* _Work to be completed_: Below are entries. Pull out all lines containing "body".
#####
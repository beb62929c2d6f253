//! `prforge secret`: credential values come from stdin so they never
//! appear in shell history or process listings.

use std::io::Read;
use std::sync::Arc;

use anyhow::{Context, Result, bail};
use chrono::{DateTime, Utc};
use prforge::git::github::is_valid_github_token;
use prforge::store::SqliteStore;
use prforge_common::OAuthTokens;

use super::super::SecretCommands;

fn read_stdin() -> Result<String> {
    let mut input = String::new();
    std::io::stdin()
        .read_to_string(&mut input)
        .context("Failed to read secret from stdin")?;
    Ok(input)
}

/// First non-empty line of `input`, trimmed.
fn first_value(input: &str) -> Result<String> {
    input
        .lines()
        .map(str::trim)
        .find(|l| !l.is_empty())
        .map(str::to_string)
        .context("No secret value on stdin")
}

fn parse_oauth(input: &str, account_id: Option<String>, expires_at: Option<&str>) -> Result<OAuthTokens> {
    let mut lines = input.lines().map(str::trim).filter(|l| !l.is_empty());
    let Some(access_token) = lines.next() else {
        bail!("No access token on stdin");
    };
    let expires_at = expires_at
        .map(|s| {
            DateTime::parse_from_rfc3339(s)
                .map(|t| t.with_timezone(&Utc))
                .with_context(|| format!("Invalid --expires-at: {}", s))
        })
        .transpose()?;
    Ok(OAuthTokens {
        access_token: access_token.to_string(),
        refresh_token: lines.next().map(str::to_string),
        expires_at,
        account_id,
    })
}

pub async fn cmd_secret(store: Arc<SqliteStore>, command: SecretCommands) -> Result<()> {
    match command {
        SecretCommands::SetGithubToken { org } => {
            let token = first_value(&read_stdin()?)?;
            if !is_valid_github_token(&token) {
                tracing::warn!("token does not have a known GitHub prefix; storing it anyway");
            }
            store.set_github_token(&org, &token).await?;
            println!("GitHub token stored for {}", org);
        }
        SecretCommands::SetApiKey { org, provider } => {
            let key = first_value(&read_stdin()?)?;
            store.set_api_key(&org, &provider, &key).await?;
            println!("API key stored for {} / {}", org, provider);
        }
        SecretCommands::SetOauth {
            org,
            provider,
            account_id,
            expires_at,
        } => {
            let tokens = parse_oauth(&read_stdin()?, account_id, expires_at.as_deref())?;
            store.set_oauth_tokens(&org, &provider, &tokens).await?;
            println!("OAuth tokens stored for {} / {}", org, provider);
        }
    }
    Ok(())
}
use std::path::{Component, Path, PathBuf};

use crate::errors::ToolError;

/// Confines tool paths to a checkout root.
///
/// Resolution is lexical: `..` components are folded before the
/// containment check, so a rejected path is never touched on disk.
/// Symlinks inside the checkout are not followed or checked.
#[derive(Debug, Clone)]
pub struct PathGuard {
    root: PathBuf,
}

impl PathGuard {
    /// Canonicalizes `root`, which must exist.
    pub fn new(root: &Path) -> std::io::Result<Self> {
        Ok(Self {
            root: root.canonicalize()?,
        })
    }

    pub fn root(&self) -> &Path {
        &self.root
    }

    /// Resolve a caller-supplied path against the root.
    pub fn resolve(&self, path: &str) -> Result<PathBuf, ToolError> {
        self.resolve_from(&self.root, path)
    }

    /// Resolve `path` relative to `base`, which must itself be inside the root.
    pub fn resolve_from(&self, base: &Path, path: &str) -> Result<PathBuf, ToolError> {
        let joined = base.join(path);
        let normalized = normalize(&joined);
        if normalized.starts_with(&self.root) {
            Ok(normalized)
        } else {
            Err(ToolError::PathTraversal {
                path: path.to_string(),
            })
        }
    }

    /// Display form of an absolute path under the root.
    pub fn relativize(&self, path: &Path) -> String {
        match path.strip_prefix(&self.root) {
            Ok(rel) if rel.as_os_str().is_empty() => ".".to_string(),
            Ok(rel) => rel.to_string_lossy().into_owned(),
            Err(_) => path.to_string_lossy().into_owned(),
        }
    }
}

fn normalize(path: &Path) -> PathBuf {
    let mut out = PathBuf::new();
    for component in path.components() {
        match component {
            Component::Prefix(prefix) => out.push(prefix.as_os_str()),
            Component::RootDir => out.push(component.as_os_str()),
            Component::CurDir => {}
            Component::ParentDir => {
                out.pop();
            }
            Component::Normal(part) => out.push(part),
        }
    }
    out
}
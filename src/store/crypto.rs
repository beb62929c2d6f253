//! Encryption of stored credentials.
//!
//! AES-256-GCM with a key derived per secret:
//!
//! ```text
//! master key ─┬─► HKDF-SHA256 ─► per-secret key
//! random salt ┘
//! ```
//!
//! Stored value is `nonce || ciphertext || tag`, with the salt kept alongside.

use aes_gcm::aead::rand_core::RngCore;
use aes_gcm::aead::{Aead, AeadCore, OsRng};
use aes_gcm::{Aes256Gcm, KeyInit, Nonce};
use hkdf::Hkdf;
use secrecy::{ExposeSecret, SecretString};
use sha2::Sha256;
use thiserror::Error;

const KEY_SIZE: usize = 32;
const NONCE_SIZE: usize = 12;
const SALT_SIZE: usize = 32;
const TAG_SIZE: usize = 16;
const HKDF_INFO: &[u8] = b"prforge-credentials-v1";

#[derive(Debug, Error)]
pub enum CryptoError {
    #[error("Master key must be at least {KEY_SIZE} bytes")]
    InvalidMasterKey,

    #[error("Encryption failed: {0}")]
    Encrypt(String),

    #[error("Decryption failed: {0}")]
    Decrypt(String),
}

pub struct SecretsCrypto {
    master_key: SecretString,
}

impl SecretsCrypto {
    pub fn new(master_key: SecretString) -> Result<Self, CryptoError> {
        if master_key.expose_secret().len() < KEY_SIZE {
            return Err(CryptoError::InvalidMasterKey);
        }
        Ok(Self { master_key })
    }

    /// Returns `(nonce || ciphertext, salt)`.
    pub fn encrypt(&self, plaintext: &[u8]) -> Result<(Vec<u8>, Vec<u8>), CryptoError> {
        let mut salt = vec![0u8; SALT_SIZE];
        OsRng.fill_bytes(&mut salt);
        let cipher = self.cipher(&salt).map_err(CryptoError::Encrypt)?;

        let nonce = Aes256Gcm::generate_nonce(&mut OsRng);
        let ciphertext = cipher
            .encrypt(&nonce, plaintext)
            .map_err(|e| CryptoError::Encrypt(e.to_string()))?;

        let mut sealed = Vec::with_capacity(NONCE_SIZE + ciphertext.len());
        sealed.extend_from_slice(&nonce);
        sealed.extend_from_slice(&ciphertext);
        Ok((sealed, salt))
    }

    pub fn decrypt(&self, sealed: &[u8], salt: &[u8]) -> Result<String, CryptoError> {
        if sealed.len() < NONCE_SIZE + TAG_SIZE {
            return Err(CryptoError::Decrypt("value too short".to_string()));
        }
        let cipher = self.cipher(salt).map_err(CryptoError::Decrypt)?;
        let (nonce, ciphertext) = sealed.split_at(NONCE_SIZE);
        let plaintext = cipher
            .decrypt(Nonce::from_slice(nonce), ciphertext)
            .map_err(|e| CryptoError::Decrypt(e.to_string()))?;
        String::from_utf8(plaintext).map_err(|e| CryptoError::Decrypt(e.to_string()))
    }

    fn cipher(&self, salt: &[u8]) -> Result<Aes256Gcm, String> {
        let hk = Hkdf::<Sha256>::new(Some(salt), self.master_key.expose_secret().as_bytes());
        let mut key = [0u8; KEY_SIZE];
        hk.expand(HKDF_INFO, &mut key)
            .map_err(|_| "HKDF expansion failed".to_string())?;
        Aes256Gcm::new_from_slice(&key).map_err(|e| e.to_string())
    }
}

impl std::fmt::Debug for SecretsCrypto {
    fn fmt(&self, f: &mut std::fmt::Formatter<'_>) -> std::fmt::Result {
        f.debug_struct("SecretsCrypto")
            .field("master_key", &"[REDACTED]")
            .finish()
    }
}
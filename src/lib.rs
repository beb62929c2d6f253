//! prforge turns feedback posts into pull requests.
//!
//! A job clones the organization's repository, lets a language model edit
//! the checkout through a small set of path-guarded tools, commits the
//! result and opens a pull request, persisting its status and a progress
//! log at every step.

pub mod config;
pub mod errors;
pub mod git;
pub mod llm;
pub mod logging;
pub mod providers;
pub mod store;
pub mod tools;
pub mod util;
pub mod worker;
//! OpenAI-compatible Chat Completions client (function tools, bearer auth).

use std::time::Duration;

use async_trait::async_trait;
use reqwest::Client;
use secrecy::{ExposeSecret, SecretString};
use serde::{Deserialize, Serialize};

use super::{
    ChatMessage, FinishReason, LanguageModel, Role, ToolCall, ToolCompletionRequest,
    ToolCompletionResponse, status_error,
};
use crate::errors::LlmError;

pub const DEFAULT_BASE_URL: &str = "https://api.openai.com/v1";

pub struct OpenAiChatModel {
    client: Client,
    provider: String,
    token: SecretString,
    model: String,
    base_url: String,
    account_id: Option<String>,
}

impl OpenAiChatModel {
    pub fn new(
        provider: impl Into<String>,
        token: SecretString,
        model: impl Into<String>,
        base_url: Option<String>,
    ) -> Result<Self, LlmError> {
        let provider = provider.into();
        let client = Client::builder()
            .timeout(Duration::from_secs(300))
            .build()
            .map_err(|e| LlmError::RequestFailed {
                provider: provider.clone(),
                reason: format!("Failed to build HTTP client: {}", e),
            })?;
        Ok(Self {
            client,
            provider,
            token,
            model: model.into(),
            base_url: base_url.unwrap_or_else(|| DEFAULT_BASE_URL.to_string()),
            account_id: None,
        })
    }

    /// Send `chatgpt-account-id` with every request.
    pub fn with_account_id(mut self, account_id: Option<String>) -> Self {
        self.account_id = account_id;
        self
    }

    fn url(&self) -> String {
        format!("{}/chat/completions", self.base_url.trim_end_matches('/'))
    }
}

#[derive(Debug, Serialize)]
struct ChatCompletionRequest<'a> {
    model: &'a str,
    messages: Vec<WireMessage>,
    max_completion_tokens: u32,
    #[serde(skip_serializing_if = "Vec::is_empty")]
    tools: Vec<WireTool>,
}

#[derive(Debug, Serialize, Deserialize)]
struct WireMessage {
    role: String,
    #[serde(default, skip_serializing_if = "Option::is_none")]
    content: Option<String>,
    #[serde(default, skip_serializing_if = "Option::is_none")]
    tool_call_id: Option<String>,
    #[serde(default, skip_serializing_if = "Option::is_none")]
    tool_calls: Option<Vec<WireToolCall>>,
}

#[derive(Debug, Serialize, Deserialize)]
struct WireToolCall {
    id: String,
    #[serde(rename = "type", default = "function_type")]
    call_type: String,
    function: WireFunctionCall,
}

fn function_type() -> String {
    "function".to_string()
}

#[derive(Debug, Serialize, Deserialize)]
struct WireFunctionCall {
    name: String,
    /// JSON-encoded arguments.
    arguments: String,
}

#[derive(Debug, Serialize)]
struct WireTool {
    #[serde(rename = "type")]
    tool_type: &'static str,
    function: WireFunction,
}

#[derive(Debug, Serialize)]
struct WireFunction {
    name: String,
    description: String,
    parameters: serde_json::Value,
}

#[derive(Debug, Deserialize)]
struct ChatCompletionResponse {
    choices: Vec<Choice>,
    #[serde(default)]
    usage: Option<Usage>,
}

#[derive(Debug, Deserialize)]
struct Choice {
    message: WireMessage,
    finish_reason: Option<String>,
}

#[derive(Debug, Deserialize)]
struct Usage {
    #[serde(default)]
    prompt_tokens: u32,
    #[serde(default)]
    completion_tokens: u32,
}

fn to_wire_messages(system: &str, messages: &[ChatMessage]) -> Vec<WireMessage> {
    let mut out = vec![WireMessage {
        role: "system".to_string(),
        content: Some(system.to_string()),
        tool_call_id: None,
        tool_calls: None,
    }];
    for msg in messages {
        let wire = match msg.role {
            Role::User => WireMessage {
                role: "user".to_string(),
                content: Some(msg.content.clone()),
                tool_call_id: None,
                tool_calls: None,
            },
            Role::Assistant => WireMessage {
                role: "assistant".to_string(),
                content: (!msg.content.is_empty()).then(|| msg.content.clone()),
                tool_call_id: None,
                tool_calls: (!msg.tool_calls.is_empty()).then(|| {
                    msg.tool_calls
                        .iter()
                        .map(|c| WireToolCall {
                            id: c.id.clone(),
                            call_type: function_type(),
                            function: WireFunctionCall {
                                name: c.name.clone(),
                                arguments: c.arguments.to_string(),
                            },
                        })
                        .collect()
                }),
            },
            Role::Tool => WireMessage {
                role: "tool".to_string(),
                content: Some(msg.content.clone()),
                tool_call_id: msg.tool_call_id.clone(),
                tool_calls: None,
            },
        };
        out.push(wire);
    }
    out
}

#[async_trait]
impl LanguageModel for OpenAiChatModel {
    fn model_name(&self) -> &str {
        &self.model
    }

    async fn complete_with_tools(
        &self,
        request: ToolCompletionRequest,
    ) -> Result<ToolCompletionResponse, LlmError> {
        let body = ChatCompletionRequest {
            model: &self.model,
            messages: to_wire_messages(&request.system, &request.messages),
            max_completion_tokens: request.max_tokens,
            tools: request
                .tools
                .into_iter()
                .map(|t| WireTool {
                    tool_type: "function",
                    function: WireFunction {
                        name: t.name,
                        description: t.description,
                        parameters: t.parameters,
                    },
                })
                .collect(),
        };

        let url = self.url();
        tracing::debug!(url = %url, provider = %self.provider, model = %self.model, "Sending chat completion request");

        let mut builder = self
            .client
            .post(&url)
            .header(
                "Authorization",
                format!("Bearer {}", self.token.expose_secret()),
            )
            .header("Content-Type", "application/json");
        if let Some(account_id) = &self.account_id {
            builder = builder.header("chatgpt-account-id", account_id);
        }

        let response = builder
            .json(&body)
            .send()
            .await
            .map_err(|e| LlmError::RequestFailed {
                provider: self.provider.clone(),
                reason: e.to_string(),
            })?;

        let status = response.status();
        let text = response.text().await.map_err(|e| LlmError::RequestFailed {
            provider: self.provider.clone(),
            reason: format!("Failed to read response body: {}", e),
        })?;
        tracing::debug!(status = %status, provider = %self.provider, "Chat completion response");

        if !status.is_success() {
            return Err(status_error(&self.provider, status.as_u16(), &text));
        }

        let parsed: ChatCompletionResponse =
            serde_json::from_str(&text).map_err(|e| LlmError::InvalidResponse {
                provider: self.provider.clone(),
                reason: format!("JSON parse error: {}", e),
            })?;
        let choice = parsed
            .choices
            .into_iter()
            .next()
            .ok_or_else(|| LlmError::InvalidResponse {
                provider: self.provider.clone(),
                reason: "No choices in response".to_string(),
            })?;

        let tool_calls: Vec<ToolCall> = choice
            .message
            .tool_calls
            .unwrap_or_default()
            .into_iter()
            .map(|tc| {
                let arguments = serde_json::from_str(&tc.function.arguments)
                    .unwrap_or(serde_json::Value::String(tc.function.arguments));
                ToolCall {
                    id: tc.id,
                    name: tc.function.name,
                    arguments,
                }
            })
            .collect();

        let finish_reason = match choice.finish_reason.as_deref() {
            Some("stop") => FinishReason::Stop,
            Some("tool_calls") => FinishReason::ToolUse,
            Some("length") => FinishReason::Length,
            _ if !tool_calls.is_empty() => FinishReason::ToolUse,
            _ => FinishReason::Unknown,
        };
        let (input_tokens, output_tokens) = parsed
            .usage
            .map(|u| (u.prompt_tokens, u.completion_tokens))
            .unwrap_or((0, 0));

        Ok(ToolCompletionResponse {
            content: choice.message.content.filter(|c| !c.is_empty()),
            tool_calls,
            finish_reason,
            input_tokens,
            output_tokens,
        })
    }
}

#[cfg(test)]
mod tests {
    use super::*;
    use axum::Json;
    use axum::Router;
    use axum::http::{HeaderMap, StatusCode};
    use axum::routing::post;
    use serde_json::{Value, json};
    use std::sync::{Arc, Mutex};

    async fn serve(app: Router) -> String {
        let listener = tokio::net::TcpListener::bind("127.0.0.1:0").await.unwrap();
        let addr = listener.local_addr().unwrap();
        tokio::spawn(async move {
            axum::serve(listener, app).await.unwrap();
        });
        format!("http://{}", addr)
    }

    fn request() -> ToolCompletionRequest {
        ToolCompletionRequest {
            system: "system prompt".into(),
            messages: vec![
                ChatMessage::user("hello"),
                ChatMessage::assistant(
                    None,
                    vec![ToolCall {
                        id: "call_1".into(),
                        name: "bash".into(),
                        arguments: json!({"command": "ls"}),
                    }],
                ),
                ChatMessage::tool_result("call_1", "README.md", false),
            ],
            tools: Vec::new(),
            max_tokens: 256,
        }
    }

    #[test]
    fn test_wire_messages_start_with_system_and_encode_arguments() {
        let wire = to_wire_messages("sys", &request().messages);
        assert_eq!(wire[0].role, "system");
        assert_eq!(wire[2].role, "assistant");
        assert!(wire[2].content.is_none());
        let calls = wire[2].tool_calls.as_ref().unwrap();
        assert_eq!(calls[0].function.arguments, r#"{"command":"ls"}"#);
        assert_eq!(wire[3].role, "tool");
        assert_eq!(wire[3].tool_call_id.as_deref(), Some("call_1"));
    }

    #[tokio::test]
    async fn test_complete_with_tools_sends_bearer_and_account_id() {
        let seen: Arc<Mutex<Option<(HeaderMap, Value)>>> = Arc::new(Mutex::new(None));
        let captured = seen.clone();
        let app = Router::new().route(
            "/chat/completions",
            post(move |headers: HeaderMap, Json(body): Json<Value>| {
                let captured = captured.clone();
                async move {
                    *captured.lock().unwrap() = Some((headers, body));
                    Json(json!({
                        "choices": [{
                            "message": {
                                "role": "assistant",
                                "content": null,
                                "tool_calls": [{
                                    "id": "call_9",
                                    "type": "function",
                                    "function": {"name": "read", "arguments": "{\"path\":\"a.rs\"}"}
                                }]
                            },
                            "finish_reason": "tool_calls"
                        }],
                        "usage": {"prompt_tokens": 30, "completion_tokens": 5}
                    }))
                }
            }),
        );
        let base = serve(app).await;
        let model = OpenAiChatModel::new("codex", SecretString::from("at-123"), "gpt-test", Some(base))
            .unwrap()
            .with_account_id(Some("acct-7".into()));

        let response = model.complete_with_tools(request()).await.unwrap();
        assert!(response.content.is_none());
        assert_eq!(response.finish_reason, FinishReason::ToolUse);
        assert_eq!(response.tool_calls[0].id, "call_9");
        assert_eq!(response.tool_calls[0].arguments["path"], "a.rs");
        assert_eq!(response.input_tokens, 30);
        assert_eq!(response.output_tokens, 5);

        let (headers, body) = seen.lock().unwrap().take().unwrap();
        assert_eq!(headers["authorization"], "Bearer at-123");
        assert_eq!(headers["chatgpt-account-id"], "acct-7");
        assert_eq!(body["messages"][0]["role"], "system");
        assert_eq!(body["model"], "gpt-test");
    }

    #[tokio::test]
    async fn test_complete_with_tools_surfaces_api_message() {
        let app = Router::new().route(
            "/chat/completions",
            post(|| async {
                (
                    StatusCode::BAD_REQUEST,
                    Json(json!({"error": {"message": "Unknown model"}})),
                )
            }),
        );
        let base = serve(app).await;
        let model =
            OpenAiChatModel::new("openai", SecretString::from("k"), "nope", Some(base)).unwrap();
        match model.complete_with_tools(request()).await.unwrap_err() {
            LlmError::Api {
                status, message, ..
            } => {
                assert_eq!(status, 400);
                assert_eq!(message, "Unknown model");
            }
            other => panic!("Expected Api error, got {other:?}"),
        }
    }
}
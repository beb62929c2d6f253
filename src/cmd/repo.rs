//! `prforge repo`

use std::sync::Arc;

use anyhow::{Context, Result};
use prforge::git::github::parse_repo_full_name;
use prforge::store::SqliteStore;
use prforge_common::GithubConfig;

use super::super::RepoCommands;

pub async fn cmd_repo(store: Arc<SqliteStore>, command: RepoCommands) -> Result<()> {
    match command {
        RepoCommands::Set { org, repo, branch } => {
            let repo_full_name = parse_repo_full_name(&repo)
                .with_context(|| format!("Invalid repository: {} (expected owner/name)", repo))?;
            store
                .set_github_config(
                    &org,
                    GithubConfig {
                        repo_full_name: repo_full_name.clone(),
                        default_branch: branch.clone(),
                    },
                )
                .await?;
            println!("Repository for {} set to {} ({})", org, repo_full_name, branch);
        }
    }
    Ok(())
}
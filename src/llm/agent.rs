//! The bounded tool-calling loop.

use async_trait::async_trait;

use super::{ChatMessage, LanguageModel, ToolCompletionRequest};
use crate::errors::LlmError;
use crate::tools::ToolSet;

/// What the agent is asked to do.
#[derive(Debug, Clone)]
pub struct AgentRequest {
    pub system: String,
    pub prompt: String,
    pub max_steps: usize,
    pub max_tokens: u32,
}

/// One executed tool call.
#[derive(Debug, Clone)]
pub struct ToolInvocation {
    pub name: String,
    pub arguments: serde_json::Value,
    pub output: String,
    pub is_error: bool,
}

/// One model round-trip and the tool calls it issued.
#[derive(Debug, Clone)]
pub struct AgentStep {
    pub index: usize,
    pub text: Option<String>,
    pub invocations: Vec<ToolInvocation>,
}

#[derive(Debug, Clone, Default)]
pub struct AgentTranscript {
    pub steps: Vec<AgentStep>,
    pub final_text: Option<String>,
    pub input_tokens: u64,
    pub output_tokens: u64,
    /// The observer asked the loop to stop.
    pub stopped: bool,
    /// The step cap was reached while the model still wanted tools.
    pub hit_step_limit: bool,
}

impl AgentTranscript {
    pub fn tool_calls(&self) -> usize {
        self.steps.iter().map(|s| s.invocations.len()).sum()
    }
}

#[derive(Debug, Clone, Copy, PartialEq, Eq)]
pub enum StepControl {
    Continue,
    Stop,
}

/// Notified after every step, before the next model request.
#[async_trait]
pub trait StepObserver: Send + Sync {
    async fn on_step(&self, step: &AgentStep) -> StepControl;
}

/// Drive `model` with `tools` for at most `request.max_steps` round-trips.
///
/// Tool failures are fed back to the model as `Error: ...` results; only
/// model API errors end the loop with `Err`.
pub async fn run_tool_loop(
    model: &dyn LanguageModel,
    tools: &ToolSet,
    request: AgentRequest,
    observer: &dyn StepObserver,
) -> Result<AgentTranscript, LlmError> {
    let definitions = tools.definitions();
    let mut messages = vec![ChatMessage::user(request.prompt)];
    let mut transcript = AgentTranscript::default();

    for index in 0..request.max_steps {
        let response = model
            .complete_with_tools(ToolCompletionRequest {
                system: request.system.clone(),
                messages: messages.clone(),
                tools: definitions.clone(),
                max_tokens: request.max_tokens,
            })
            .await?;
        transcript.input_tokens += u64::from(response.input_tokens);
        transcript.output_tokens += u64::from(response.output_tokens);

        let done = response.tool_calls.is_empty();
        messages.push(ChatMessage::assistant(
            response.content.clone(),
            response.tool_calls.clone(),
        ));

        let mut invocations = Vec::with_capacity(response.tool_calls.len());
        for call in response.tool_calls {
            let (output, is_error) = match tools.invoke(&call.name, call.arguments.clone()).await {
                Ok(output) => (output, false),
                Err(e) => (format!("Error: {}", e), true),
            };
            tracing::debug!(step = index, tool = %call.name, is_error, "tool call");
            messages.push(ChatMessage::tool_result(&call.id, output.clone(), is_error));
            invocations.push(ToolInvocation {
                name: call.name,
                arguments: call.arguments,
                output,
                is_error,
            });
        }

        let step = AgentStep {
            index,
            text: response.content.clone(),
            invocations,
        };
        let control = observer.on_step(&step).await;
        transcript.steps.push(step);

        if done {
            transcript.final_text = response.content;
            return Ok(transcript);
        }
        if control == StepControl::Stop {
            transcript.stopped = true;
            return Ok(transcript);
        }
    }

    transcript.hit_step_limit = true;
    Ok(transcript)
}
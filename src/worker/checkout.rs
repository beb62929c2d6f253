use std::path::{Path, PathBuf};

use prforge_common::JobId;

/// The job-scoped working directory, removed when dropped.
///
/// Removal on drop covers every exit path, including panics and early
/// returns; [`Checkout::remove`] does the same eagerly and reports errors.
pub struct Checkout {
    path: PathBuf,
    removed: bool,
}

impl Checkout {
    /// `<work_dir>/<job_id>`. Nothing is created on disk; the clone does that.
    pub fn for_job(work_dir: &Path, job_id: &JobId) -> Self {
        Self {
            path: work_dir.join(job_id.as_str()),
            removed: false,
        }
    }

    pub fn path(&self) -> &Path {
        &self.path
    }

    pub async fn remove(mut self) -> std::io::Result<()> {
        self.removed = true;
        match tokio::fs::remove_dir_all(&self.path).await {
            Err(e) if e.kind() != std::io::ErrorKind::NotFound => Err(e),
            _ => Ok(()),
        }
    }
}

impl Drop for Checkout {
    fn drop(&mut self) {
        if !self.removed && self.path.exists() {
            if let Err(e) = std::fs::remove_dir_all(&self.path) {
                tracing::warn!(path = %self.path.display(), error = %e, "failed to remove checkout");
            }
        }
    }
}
#####
* _Exercise answer_:
        let body = ChatCompletionRequest {
            .json(&body)
            reason: format!("Failed to read response body: {}", e),
            post(move |headers: HeaderMap, Json(body): Json<Value>| {
                    *captured.lock().unwrap() = Some((headers, body));
        let (headers, body) = seen.lock().unwrap().take().unwrap();
        assert_eq!(body["messages"][0]["role"], "system");
        assert_eq!(body["model"], "gpt-test");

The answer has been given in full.